オープン環境との連携によってDX実現に向けた企業のモダナイゼーションを支援

 日本電気株式会社(NEC)は25日、メインフレーム「ACOSシリーズ」を強化すると発表した。汎用小型機「ACOS-2」製品のラインアップを拡充するほか、クラウドサービス「ACOS-2プラットフォームサービス」を新たに提供。さらに、既存のACOSシリーズとクラウド環境を連携する製品もラインアップした。

 NECでは、これらの製品/サービスの活用によってメインフレームとオープンシステムとのハイブリッド環境を構築し、ユーザー企業のデジタルトランスフォーメーション(DX)を推進したい考えだ。

 まずACOS-2の新製品では、Xeonプロセッサを搭載し、前機種(i-PX7300GX)と比べてCPU性能を最大10%高めた「i-PX7300RX」を発売する。ディスクについても、SSDを採用してI/O性能を前機種比約2倍に高めているほか、ユーザーディスクの搭載可能数を前機種比約3倍の20台に向上させた。もちろん、信頼性は前機種と同等のものを確保しているという。

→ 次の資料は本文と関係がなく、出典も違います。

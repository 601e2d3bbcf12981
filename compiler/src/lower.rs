// lower.rs — AST to simulation IR lowering
//
// Resolves names against the design's declarations, computes result widths
// bottom-up, links routine calls to their definitions, and builds the node
// tree the cost passes walk.
//
// Preconditions: `design` is a well-formed AST from the parser.
// Postconditions: returns the lowered design plus all accumulated
//                 diagnostics; the design is present only when no errors
//                 were produced.
// Failure modes: unresolved names, arity and select violations, and call
//                cycles produce `Diagnostic` entries. Lowering continues
//                past errors to accumulate more.
// Side effects: none.

use std::collections::HashMap;

use crate::ast::{self, BinaryOp, BranchHint, ExprKind, Span, StmtKind, UnaryOp, WaitSpec};
use crate::diag::codes;
use crate::diag::{DiagCode, DiagLevel, Diagnostic};
use crate::ir::{
    Design, Func, FuncId, NodeId, NodeKind, ProcId, Process, Sense, Signal, SignalId, Tree,
};

// ── Public types ────────────────────────────────────────────────────────────

/// Result of lowering.
#[derive(Debug)]
pub struct LowerResult {
    pub design: Option<Design>,
    pub diagnostics: Vec<Diagnostic>,
}

// ── Public entry point ──────────────────────────────────────────────────────

/// Lower a parsed design to the simulation IR.
pub fn lower(design: &ast::Design) -> LowerResult {
    let mut ctx = LowerCtx::new();

    // Pass 1: collect declarations; routine definition nodes are
    // pre-allocated so call sites can link regardless of order
    ctx.collect_decls(design);

    // Pass 2: lower routine bodies, then process bodies
    ctx.lower_funcs(design);
    ctx.lower_processes(design);

    // Post-pass: the estimator follows call links into callee bodies, so
    // call cycles are fatal
    ctx.check_call_cycles();

    ctx.build_result()
}

// ── Internal context ────────────────────────────────────────────────────────

struct LowerCtx {
    tree: Tree,
    signals: Vec<Signal>,
    funcs: Vec<Func>,
    processes: Vec<Process>,
    diagnostics: Vec<Diagnostic>,
    signals_by_name: HashMap<String, SignalId>,
    funcs_by_name: HashMap<String, FuncId>,
    /// Every declared name with its first site, for redeclaration checks.
    declared: HashMap<String, (Span, &'static str)>,
    /// Parameters of the routine currently being lowered.
    locals: HashMap<String, SignalId>,
    /// Routine-to-routine call sites: (caller, callee, call span).
    call_edges: Vec<(FuncId, FuncId, Span)>,
    /// Set while lowering a routine body.
    current_func: Option<FuncId>,
}
// partition.rs — Lane assignment for costed process work units
//
// Splits a lowered design into schedulable work units (one per process
// trigger and one per top-level statement beneath it), costs every unit in
// a single duplicate-checked estimator batch, and packs the units onto
// execution lanes by longest-processing-time greedy placement.
//
// Preconditions: `design` is a lowered `ir::Design`; process roots are
//                trigger nodes and routine calls are acyclic.
// Postconditions: returns `PartitionResult` with a plan assigning every
//                 unit to exactly one lane.
// Failure modes: an estimator fault or a zero lane count produce
//                `Diagnostic` entries and no plan.
// Side effects: none.

use std::fmt;

use chumsky::span::Span as _;

use crate::ast::Span;
use crate::cost::{estimate, CostError, CostMarks};
use crate::cost_model::CostModel;
use crate::diag::codes;
use crate::diag::{DiagCode, DiagLevel, Diagnostic};
use crate::ir::{Design, NodeId, NodeKind, ProcId, Tree};

// ── Public types ────────────────────────────────────────────────────────────

/// A schedulable unit of work: one process trigger, or one top-level
/// statement of a process body.
#[derive(Debug, Clone)]
pub struct WorkUnit {
    /// Process this unit belongs to.
    pub process: ProcId,
    /// Subtree costed for this unit.
    pub root: NodeId,
    /// Estimated execution cost of the subtree.
    pub cost: u32,
    /// Display label: the process name, with `#n` appended for the n-th
    /// body statement.
    pub label: String,
}

/// One execution lane of the plan.
#[derive(Debug, Clone)]
pub struct Lane {
    /// Indices into `PartitionPlan::units`, heaviest first.
    pub units: Vec<usize>,
    /// Summed cost of the lane's units.
    pub total: u64,
}

/// A complete lane assignment for a design.
#[derive(Debug, Clone)]
pub struct PartitionPlan {
    pub units: Vec<WorkUnit>,
    pub lanes: Vec<Lane>,
}

/// Result of partitioning.
#[derive(Debug)]
pub struct PartitionResult {
    pub plan: Option<PartitionPlan>,
    /// Postcondition evidence; absent when no plan was built at all.
    pub cert: Option<PartitionCert>,
    pub diagnostics: Vec<Diagnostic>,
}

// ── Verification ────────────────────────────────────────────────────────────

/// Machine-checkable evidence for pass postconditions.
pub trait StageCert {
    fn all_pass(&self) -> bool;
    fn obligations(&self) -> Vec<(&'static str, bool)>;
}

/// Evidence for partition postconditions (P1-P3).
#[derive(Debug, Clone)]
pub struct PartitionCert {
    /// P1: every unit is assigned to exactly one lane.
    pub p1_units_assigned_once: bool,
    /// P2: the plan has exactly the requested number of lanes.
    pub p2_lane_count: bool,
    /// P3: lane totals conserve the summed unit costs.
    pub p3_cost_conserved: bool,
}

impl StageCert for PartitionCert {
    fn all_pass(&self) -> bool {
        self.p1_units_assigned_once && self.p2_lane_count && self.p3_cost_conserved
    }

    fn obligations(&self) -> Vec<(&'static str, bool)> {
        vec![
            ("P1_units_assigned_once", self.p1_units_assigned_once),
            ("P2_lane_count", self.p2_lane_count),
            ("P3_cost_conserved", self.p3_cost_conserved),
        ]
    }
}

/// Verify partition postconditions against the requested lane count.
pub fn verify_partition(plan: &PartitionPlan, requested_lanes: usize) -> PartitionCert {
    PartitionCert {
        p1_units_assigned_once: verify_p1_units_assigned_once(plan),
        p2_lane_count: plan.lanes.len() == requested_lanes,
        p3_cost_conserved: verify_p3_cost_conserved(plan),
    }
}

/// P1: each unit index appears exactly once across all lanes.
fn verify_p1_units_assigned_once(plan: &PartitionPlan) -> bool {
    let mut seen = vec![false; plan.units.len()];
    let mut assigned = 0usize;
    for lane in &plan.lanes {
        for &u in &lane.units {
            if u >= seen.len() || seen[u] {
                return false;
            }
            seen[u] = true;
            assigned += 1;
        }
    }
    assigned == plan.units.len()
}

/// P3: per-lane totals match their units, and the grand total matches the
/// unit list.
fn verify_p3_cost_conserved(plan: &PartitionPlan) -> bool {
    let mut grand: u64 = 0;
    for lane in &plan.lanes {
        let lane_sum: u64 = lane
            .units
            .iter()
            .map(|&u| u64::from(plan.units[u].cost))
            .sum();
        if lane_sum != lane.total {
            return false;
        }
        grand += lane_sum;
    }
    grand
        == plan
            .units
            .iter()
            .map(|u| u64::from(u.cost))
            .sum::<u64>()
}

// ── Public entry point ──────────────────────────────────────────────────────

/// Partition a design's work units onto `lanes` execution lanes.
pub fn partition(design: &Design, model: &CostModel, lanes: usize) -> PartitionResult {
    let mut ctx = PartitionCtx::new(design, model);
    let plan = ctx.partition_design(lanes);
    ctx.build_result(plan)
}

// ── Internal context ────────────────────────────────────────────────────────

struct PartitionCtx<'a> {
    design: &'a Design,
    model: &'a CostModel,
    diagnostics: Vec<Diagnostic>,
    cert: Option<PartitionCert>,
}

impl<'a> PartitionCtx<'a> {
    fn new(design: &'a Design, model: &'a CostModel) -> Self {
        PartitionCtx {
            design,
            model,
            diagnostics: Vec::new(),
            cert: None,
        }
    }

    fn error(&mut self, code: DiagCode, span: Span, message: String) {
        self.diagnostics
            .push(Diagnostic::new(DiagLevel::Error, span, message).with_code(code));
    }

    fn build_result(self, plan: Option<PartitionPlan>) -> PartitionResult {
        let has_errors = self
            .diagnostics
            .iter()
            .any(|d| d.level == DiagLevel::Error);
        PartitionResult {
            plan: if has_errors { None } else { plan },
            cert: self.cert,
            diagnostics: self.diagnostics,
        }
    }

    fn partition_design(&mut self, lanes: usize) -> Option<PartitionPlan> {
        if lanes == 0 {
            self.error(
                codes::E0301,
                Span::new((), 0..0),
                "cannot partition onto zero lanes".to_string(),
            );
            return None;
        }
        let units = self.collect_units()?;
        let plan = assign_lanes(units, lanes);

        let cert = verify_partition(&plan, lanes);
        if !cert.all_pass() {
            let failing: Vec<&str> = cert
                .obligations()
                .into_iter()
                .filter(|&(_, ok)| !ok)
                .map(|(name, _)| name)
                .collect();
            self.error(
                codes::E0601,
                Span::new((), 0..0),
                format!("partition verification failed: {}", failing.join(", ")),
            );
        }
        self.cert = Some(cert);
        Some(plan)
    }

    // ── Unit collection ─────────────────────────────────────────────────

    /// Cost every process trigger and every top-level statement in one
    /// duplicate-checked estimator batch. The units are disjoint subtrees
    /// by construction, and the claim guard turns any overlap into a fault.
    fn collect_units(&mut self) -> Option<Vec<WorkUnit>> {
        let design = self.design;
        let model = self.model;
        let tree = &design.tree;
        let mut marks = CostMarks::for_tree(tree);
        let mut units = Vec::new();

        for process in &design.processes {
            // The trigger itself: costed as a query root, contributes no work.
            let cost = match estimate(tree, model, &mut marks, process.trigger, true, None) {
                Ok(c) => c,
                Err(err) => {
                    self.report_fault(tree, &err);
                    return None;
                }
            };
            units.push(WorkUnit {
                process: process.id,
                root: process.trigger,
                cost,
                label: process.name.clone(),
            });

            let NodeKind::Trigger { stmts, .. } = tree.kind(process.trigger) else {
                // Lowering roots every process at a trigger node.
                continue;
            };
            for (index, &stmt) in stmts.iter().enumerate() {
                let cost = match estimate(tree, model, &mut marks, stmt, true, None) {
                    Ok(c) => c,
                    Err(err) => {
                        self.report_fault(tree, &err);
                        return None;
                    }
                };
                units.push(WorkUnit {
                    process: process.id,
                    root: stmt,
                    cost,
                    label: format!("{}#{}", process.name, index),
                });
            }
        }
        Some(units)
    }

    fn report_fault(&mut self, tree: &Tree, err: &CostError) {
        let node = match err {
            CostError::DuplicateClaim { node, .. }
            | CostError::NestedTrigger { node }
            | CostError::StrayRoutine { node }
            | CostError::CallNesting { node } => *node,
        };
        self.error(
            codes::E0302,
            tree.span(node),
            format!("cost estimation failed: {err}"),
        );
    }
}

// ── Lane assignment ─────────────────────────────────────────────────────────

/// Longest-processing-time greedy placement: take units in descending cost
/// order and drop each onto the lightest lane. Equal costs keep collection
/// order and ties between lanes pick the lowest index, so the plan is
/// deterministic.
fn assign_lanes(units: Vec<WorkUnit>, lanes: usize) -> PartitionPlan {
    let mut order: Vec<usize> = (0..units.len()).collect();
    order.sort_by(|&a, &b| units[b].cost.cmp(&units[a].cost).then(a.cmp(&b)));

    let mut lane_units: Vec<Vec<usize>> = vec![Vec::new(); lanes];
    let mut totals: Vec<u64> = vec![0; lanes];
    for u in order {
        let mut lightest = 0usize;
        for l in 1..lanes {
            if totals[l] < totals[lightest] {
                lightest = l;
            }
        }
        lane_units[lightest].push(u);
        totals[lightest] += u64::from(units[u].cost);
    }

    let lanes = lane_units
        .into_iter()
        .zip(totals)
        .map(|(units, total)| Lane { units, total })
        .collect();
    PartitionPlan { units, lanes }
}

// ── Display ─────────────────────────────────────────────────────────────────

impl fmt::Display for PartitionPlan {
    fn fmt(&self, f: &mut fmt::Formatter<'_>) -> fmt::Result {
        writeln!(
            f,
            "PartitionPlan ({} units over {} lanes)",
            self.units.len(),
            self.lanes.len()
        )?;
        for (i, lane) in self.lanes.iter().enumerate() {
            writeln!(f, "  lane {i} (total {}):", lane.total)?;
            for &u in &lane.units {
                let unit = &self.units[u];
                writeln!(f, "    {}: cost {} ({})", unit.label, unit.cost, unit.root)?;
            }
        }
        Ok(())
    }
}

 また新OS「ACOS-2/MP R12.1」では、システム終了と連動し静止点を確保したバックアップ運用機能を追加。紙帳票の電子化を容易に実現する機能もサポートした。これにより、紙資源や管理コストを削減するのみならず、帳票データを有効活用可能にすることで、新たな価値の創出を支援するとしている。

 i-PX7300RXの価格は、エントリーの「モデル100RX」が1308万円(税別)からで、9月末の提供開始を予定する。

i-PX7300RX

 2つ目の強化としては、オンプレミス/クラウドといった環境を問わず、柔軟かつシームレスに業務システムを活用可能にするため、新たな製品・サービスを投入する。現在は、中・大型汎用機「ACOS-4」相当の実行環境をクラウドサービス(PaaS)として利用できる「シェアードACOSサービス」を提供しているが、今回、ACOS-2のハードウェア/ソフトウェアのリソース相当を利用できる「ACOS-2プラットフォームサービス」を提供。企業の業務資産をそのまま利用できるようにするとともに、IT基盤の安全性を確保し、業務効率化を支援するとした。

 なお、クラウド基盤サービス(IaaS)「NEC Cloud IaaS」との連携も可能で、バックアップ環境や運用監視サービスなども利用できる。

 ACOS-2プラットフォームサービスの価格は月額50万円(税別)からで、別途、NECデータセンターまでの回線費用、初期構築費用が必要。9月末の提供開始を予定する。

 このほか、ACOS-4システムのモダナイゼーションを支援する製品として、RESTful APIでACOS-4上の資産を活用可能にし、クラウドをはじめとするオープン環境との連携容易化を図る新製品もラインアップした。

 具体的には、コンテナ実行環境からACOS-4上のアプリケーションを容易に呼び出せる「WebOTX OLF/TP Connect for Container」と、ACOS-4上のデータへダイレクトにアクセスする機能を提供する「ACOS Access Toolkit REST Web Services Option」を用意している。

 これらの製品を活用することにより、機密性の高い基幹業務データをACOS-4上に保持しつつ、オープン環境のユーザーアプリケーションやクラウドサービスと組み合わせて活用しやすくなり、メインフレームの利点を生かしながらビジネス機会の創出に寄与できるとのことだ。